Logging with tensorboard

The tensorboard extension allows to log various information (scalars, images, etc) during training for visualization using tensorboard.

#!pip install ANNarchy

The extension has to be explicitly imported after ANNarchy:

import numpy as np
import matplotlib.pyplot as plt
import tqdm

import ANNarchy as ann
from ANNarchy.extensions.tensorboard import Logger

ANNarchy 5.0 (5.0.0) on darwin (posix).

As it is just for demonstration purposes, we will be an extremely simplified model of the basal ganglia learning to solve through reinforcement learning a stimulus-response task with 4 stimuli and 2 responses (left and right). The two first stimuli should be responded with left, the two others with right.

stimuli = [
    ([1, 0, 0, 0], 0), # A : left
    ([0, 1, 0, 0], 0), # B : left
    ([0, 0, 1, 0], 1), # C : right
    ([0, 0, 0, 1], 1), # D : right
]

We keep here the model as simple as possible. It is inspired from the rate-coded model described here:

Vitay J, Hamker FH. 2010. A computational model of Basal Ganglia and its role in memory retrieval in rewarded visual memory tasks. Frontiers in computational neuroscience 4. doi:10.3389/fncom.2010.00013

net = ann.Network()

The input population is composed of 4 static neurons to represent the inputs:

cortex = net.create(4, ann.Neuron(parameters="r=0.0"))

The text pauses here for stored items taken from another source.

//! Integration tests for `src/web_api.rs`
//!
//! Drives the axum router in-process with `tower::ServiceExt::oneshot`, so
//! no socket is bound. The facade is wired with the echo provider, a canned
//! search backend and an in-memory session store.
//!
//! All tests require the `web-api` Cargo feature.

#![cfg(feature = "web-api")]

use std::collections::BTreeMap;
use std::sync::Arc;

use async_trait::async_trait;
use axum::body::Body;
use axum::http::{header, Request, StatusCode};
use axum::Router;
use serde_json::{json, Value};
use tower::ServiceExt;

use prompt_gateway::config::{RoutingConfig, RuleDefinition, ServerConfig};
use prompt_gateway::health::{HealthSnapshot, ProviderHealth};
use prompt_gateway::provider::{
    EchoProvider, ProviderRegistry, SearchError, SearchProvider, SearchQuery, SearchResult,
};
use prompt_gateway::store::{MemoryStore, SessionStore};
use prompt_gateway::web_api::{build_router, AppState, SESSION_HEADER};
use prompt_gateway::{DispatchFacade, ProviderId, RuleTable, RuleTableHandle};

// ============================================================================
// Test Infrastructure
// ============================================================================

struct FixedSearch;

#[async_trait]
impl SearchProvider for FixedSearch {
    async fn search(&self, query: &SearchQuery) -> Result<Vec<SearchResult>, SearchError> {
        if query.query == "nothing" {
            return Ok(Vec::new());
        }
        Ok((1..=10)
            .map(|n| SearchResult {
                title: format!("{} {n}", query.query),
                snippet: format!("snippet {n}"),
                url: format!("https://example.org/{n}"),
            })
            .take(query.limit)
            .collect())
    }
}

struct Options {
    healthy: bool,
    sessions: bool,
    max_request_size: usize,
}

impl Default for Options {
    fn default() -> Self {
        Self {
            healthy: true,
            sessions: true,
            max_request_size: 64 * 1024,
        }
    }
}

fn app_with(options: Options) -> Router {
    let table = RuleTable::load(&RoutingConfig {
        default_provider: ProviderId::Echo,
        models: BTreeMap::from([(ProviderId::Echo, "echo-default".to_string())]),
        rules: vec![RuleDefinition {
            keywords: vec!["code".into()],
            pattern: None,
            provider: ProviderId::Echo,
            model: "echo-code".into(),
            priority: 1,
        }],
    })
    .expect("test: table");

    let health: HealthSnapshot = if options.healthy {
        [(ProviderId::Echo, ProviderHealth::available())]
            .into_iter()
            .collect()
    } else {
        [(ProviderId::Echo, ProviderHealth::unavailable("maintenance"))]
            .into_iter()
            .collect()
    };

    let providers = ProviderRegistry::new().with(Arc::new(EchoProvider::new()));
    let mut facade = DispatchFacade::new(
        Arc::new(RuleTableHandle::new(table)),
        Arc::new(health),
        Arc::new(providers),
    )
    .with_search(Arc::new(FixedSearch));
    if options.sessions {
        facade = facade.with_sessions(SessionStore::new(Arc::new(MemoryStore::new(100)), None));
    }

    let server = ServerConfig {
        max_request_size: options.max_request_size,
        ..ServerConfig::default()
    };
    build_router(Arc::new(AppState::new(Arc::new(facade), server)))
}

fn app() -> Router {
    app_with(Options::default())
}

fn post_json(uri: &str, body: Value) -> Request<Body> {
    Request::builder()
        .method("POST")
        .uri(uri)
        .header(header::CONTENT_TYPE, "application/json")
        .body(Body::from(body.to_string()))
        .expect("test: request")
}

fn get(uri: &str) -> Request<Body> {
    Request::builder()
        .uri(uri)
        .body(Body::empty())
        .expect("test: request")
}

async fn json_body(response: axum::response::Response) -> Value {
    let bytes = axum::body::to_bytes(response.into_body(), 1024 * 1024)
        .await
        .expect("test: body");
    serde_json::from_slice(&bytes).expect("test: json body")
}

// ============================================================================
// POST /v1/generate
// ============================================================================

#[tokio::test]
async fn test_generate_routes_by_keyword() {
    let response = app()
        .oneshot(post_json("/v1/generate", json!({"prompt": "write code"})))
        .await
        .expect("test: oneshot");
    assert_eq!(response.status(), StatusCode::OK);
    assert!(response.headers().contains_key("x-request-id"));

    let body = json_body(response).await;
    assert_eq!(body["kind"], "text");
    assert_eq!(body["payload"], "[echo-code] write code");
    assert_eq!(body["providerUsed"], "echo");
    assert_eq!(body["modelUsed"], "echo-code");
}

#[tokio::test]
async fn test_generate_override_object_and_image_params() {
    let response = app()
        .oneshot(post_json(
            "/v1/generate",
            json!({
                "prompt": "a lighthouse",
                "override": {"provider": "echo", "model": "pixels"},
                "params": {"image": true, "width": 256, "height": 256}
            }),
        ))
        .await
        .expect("test: oneshot");
    assert_eq!(response.status(), StatusCode::OK);
    let body = json_body(response).await;
    assert_eq!(body["kind"], "image");
    assert_eq!(body["modelUsed"], "pixels");
    assert!(body["payload"]
        .as_str()
        .is_some_and(|p| p.starts_with("echo://image/")));
}

#[tokio::test]
async fn test_generate_blank_prompt_is_400() {
    let response = app()
        .oneshot(post_json("/v1/generate", json!({"prompt": "  "})))
        .await
        .expect("test: oneshot");
    assert_eq!(response.status(), StatusCode::BAD_REQUEST);
    let body = json_body(response).await;
    assert_eq!(body["error_kind"], "invalid_request");
    assert!(body.get("message").is_some());
    assert!(body.get("detail").is_some());
}

#[tokio::test]
async fn test_generate_malformed_json_is_400() {
    let request = Request::builder()
        .method("POST")
        .uri("/v1/generate")
        .header(header::CONTENT_TYPE, "application/json")
        .body(Body::from("{not json"))
        .expect("test: request");
    let response = app().oneshot(request).await.expect("test: oneshot");
    assert_eq!(response.status(), StatusCode::BAD_REQUEST);
    assert_eq!(json_body(response).await["error_kind"], "invalid_request");
}

#[tokio::test]
async fn test_generate_unknown_override_is_400() {
    let response = app()
        .oneshot(post_json(
            "/v1/generate",
            json!({"prompt": "hi", "override": "openai"}),
        ))
        .await
        .expect("test: oneshot");
    assert_eq!(response.status(), StatusCode::BAD_REQUEST);
}

#[tokio::test]
async fn test_generate_no_provider_is_503_with_attempts() {
    let response = app_with(Options {
        healthy: false,
        ..Options::default()
    })
    .oneshot(post_json("/v1/generate", json!({"prompt": "hello"})))
    .await
    .expect("test: oneshot");
    assert_eq!(response.status(), StatusCode::SERVICE_UNAVAILABLE);

    let body = json_body(response).await;
    assert_eq!(body["error_kind"], "no_provider_available");
    assert_eq!(body["detail"]["attempted"][0]["provider"], "echo");
    assert_eq!(body["detail"]["attempted"][0]["reason"], "maintenance");
}

#[tokio::test]
async fn test_generate_oversized_body_is_413() {
    let response = app_with(Options {
        max_request_size: 32,
        ..Options::default()
    })
    .oneshot(post_json(
        "/v1/generate",
        json!({"prompt": "x".repeat(100)}),
    ))
    .await
    .expect("test: oneshot");
    assert_eq!(response.status(), StatusCode::PAYLOAD_TOO_LARGE);
    assert_eq!(json_body(response).await["error_kind"], "payload_too_large");
}

// ============================================================================
// Sessions
// ============================================================================

#[tokio::test]
async fn test_session_header_round_trip() {
    let app = app();

    let mut request = post_json("/v1/generate", json!({"prompt": "hello"}));
    request
        .headers_mut()
        .insert(SESSION_HEADER, "abc-123".parse().expect("test: header"));
    let response = app.clone().oneshot(request).await.expect("test: oneshot");
    assert_eq!(response.status(), StatusCode::OK);
    assert_eq!(
        response
            .headers()
            .get(SESSION_HEADER)
            .and_then(|v| v.to_str().ok()),
        Some("abc-123")
    );

    let response = app
        .oneshot(get("/v1/sessions/abc-123"))
        .await
        .expect("test: oneshot");
    assert_eq!(response.status(), StatusCode::OK);
    let body = json_body(response).await;
    assert_eq!(body["session_id"], "abc-123");
    assert_eq!(body["messages"][0]["role"], "user");
    assert_eq!(body["messages"][0]["content"], "hello");
    assert_eq!(body["messages"][1]["role"], "assistant");
}

#[tokio::test]
async fn test_session_id_generated_when_absent() {
    let response = app()
        .oneshot(post_json("/v1/generate", json!({"prompt": "hello"})))
        .await
        .expect("test: oneshot");
    let id = response
        .headers()
        .get(SESSION_HEADER)
        .and_then(|v| v.to_str().ok())
        .unwrap_or_default();
    assert!(!id.is_empty());
}

fn with_session(mut request: Request<Body>, id: &str) -> Request<Body> {
    request
        .headers_mut()
        .insert(SESSION_HEADER, id.parse().expect("test: header"));
    request
}

#[tokio::test]
async fn test_edit_index_regenerates_from_position() {
    let app = app();
    for prompt in ["hello", "goodbye"] {
        let request = with_session(post_json("/v1/generate", json!({ "prompt": prompt })), "s-9");
        let response = app.clone().oneshot(request).await.expect("test: oneshot");
        assert_eq!(response.status(), StatusCode::OK);
    }

    let request = with_session(
        post_json("/v1/generate", json!({"prompt": "write code", "edit_index": 2})),
        "s-9",
    );
    let response = app.clone().oneshot(request).await.expect("test: oneshot");
    assert_eq!(response.status(), StatusCode::OK);

    let body = json_body(
        app.oneshot(get("/v1/sessions/s-9"))
            .await
            .expect("test: oneshot"),
    )
    .await;
    let contents: Vec<&str> = body["messages"]
        .as_array()
        .expect("test: messages")
        .iter()
        .filter_map(|m| m["content"].as_str())
        .collect();
    assert_eq!(
        contents,
        vec![
            "hello",
            "[echo-default] hello",
            "write code",
            "[echo-code] write code"
        ]
    );
}

#[tokio::test]
async fn test_edit_index_out_of_range_is_400() {
    let app = app();
    let request = with_session(post_json("/v1/generate", json!({"prompt": "hello"})), "s-10");
    app.clone().oneshot(request).await.expect("test: oneshot");

    let request = with_session(
        post_json("/v1/generate", json!({"prompt": "again", "edit_index": 3})),
        "s-10",
    );
    let response = app.clone().oneshot(request).await.expect("test: oneshot");
    assert_eq!(response.status(), StatusCode::BAD_REQUEST);
    let body = json_body(response).await;
    assert_eq!(body["error_kind"], "invalid_request");
    assert!(body["message"]
        .as_str()
        .unwrap_or_default()
        .contains("edit_index 3"));

    let body = json_body(
        app.oneshot(get("/v1/sessions/s-10"))
            .await
            .expect("test: oneshot"),
    )
    .await;
    assert_eq!(body["messages"].as_array().map(Vec::len), Some(2));
}

#[tokio::test]
async fn test_unknown_session_is_404() {
    let response = app()
        .oneshot(get("/v1/sessions/missing"))
        .await
        .expect("test: oneshot");
    assert_eq!(response.status(), StatusCode::NOT_FOUND);
    assert_eq!(json_body(response).await["error_kind"], "not_found");
}

#[tokio::test]
async fn test_sessions_disabled_omits_header() {
    let response = app_with(Options {
        sessions: false,
        ..Options::default()
    })
    .oneshot(post_json("/v1/generate", json!({"prompt": "hello"})))
    .await
    .expect("test: oneshot");
    assert_eq!(response.status(), StatusCode::OK);
    assert!(!response.headers().contains_key(SESSION_HEADER));
}

// ============================================================================
// GET /v1/search
// ============================================================================

#[tokio::test]
async fn test_search_default_limit() {
    let response = app()
        .oneshot(get("/v1/search?q=rust"))
        .await
        .expect("test: oneshot");
    assert_eq!(response.status(), StatusCode::OK);
    let body = json_body(response).await;
    let results = body.as_array().expect("test: array");
    assert_eq!(results.len(), 5);
    assert_eq!(results[0]["title"], "rust 1");
    assert!(results[0].get("snippet").is_some());
    assert!(results[0].get("url").is_some());
}

#[tokio::test]
async fn test_search_limit_bounds() {
    for (uri, status) in [
        ("/v1/search?q=rust&limit=20", StatusCode::OK),
        ("/v1/search?q=rust&limit=21", StatusCode::BAD_REQUEST),
        ("/v1/search?q=rust&limit=0", StatusCode::BAD_REQUEST),
        ("/v1/search", StatusCode::BAD_REQUEST),
        ("/v1/search?q=", StatusCode::BAD_REQUEST),
    ] {
        let response = app().oneshot(get(uri)).await.expect("test: oneshot");
        assert_eq!(response.status(), status, "{uri}");
    }
}

#[tokio::test]
async fn test_search_empty_result_is_404() {
    let response = app()
        .oneshot(get("/v1/search?q=nothing&safe=false&region=us-en"))
        .await
        .expect("test: oneshot");
    assert_eq!(response.status(), StatusCode::NOT_FOUND);
}

// ============================================================================
// Health, metrics, request id
// ============================================================================

#[tokio::test]
async fn test_health_reports_version() {
    let response = app().oneshot(get("/health")).await.expect("test: oneshot");
    assert_eq!(response.status(), StatusCode::OK);
    let body = json_body(response).await;
    assert_eq!(body["status"], "ok");
    assert_eq!(body["version"], env!("CARGO_PKG_VERSION"));
}

#[tokio::test]
async fn test_metrics_endpoint_serves_text() {
    prompt_gateway::metrics::init_metrics().expect("test: metrics");
    let _ = app()
        .oneshot(post_json("/v1/generate", json!({"prompt": "code"})))
        .await
        .expect("test: oneshot");
    let response = app().oneshot(get("/metrics")).await.expect("test: oneshot");
    assert_eq!(response.status(), StatusCode::OK);
    let bytes = axum::body::to_bytes(response.into_body(), 1024 * 1024)
        .await
        .expect("test: body");
    let text = String::from_utf8_lossy(&bytes);
    assert!(text.contains("gateway_requests_total"));
}

#[tokio::test]
async fn test_request_id_is_echoed() {
    let request = Request::builder()
        .uri("/health")
        .header("x-request-id", "req-42")
        .body(Body::empty())
        .expect("test: request");
    let response = app().oneshot(request).await.expect("test: oneshot");
    assert_eq!(
        response
            .headers()
            .get("x-request-id")
            .and_then(|v| v.to_str().ok()),
        Some("req-42")
    );
}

The cortex projects on the striatum, which is composed of 10 neurons integrating excitatory and inhibitory inputs:

msn = ann.Neuron(
    parameters = dict(tau = 10.0, noise = 0.1), 
    equations = [
        'tau * dv/dt + v = sum(exc) - sum(inh) + noise * Uniform(-1, 1)',
        'r = clip(v, 0.0, 1.0)',
    ]
)
striatum = net.create(10, msn)

The striatum projects inhibitorily on GPi, whose neurons are tonically active (high baseline). Normally, GPi would project on the thalamus and back to the cortex, but here we read the output of the network directly in GPi: if the first neuron (corresponding to the left action) is less active than the second neuron, the selected action is left.

gp_neuron = ann.Neuron(
    parameters = dict(tau = 10.0, B = 1.0),
    equations = [
        "tau * dv/dt + v = B - sum(inh)",
        "r= pos(v)"
    ]
)
gpi = net.create(2, gp_neuron)

Learning occurs at the cortico-striatal synapses, using a reward-modulated Hebbian learning rule, with Oja regularization:

corticostriatal = ann.Synapse(
    parameters = dict(
        eta = 0.1,
        alpha = 0.5,
        dopamine = 0.0
    ),
    equations = ann.Variable("w += eta * (dopamine * pre.r * post.r - alpha*w*post.r*post.r)", min=0.0)
)
cx_str = net.connect(cortex, striatum, "exc", corticostriatal)
cx_str.all_to_all(weights=ann.Uniform(0.0, 0.5))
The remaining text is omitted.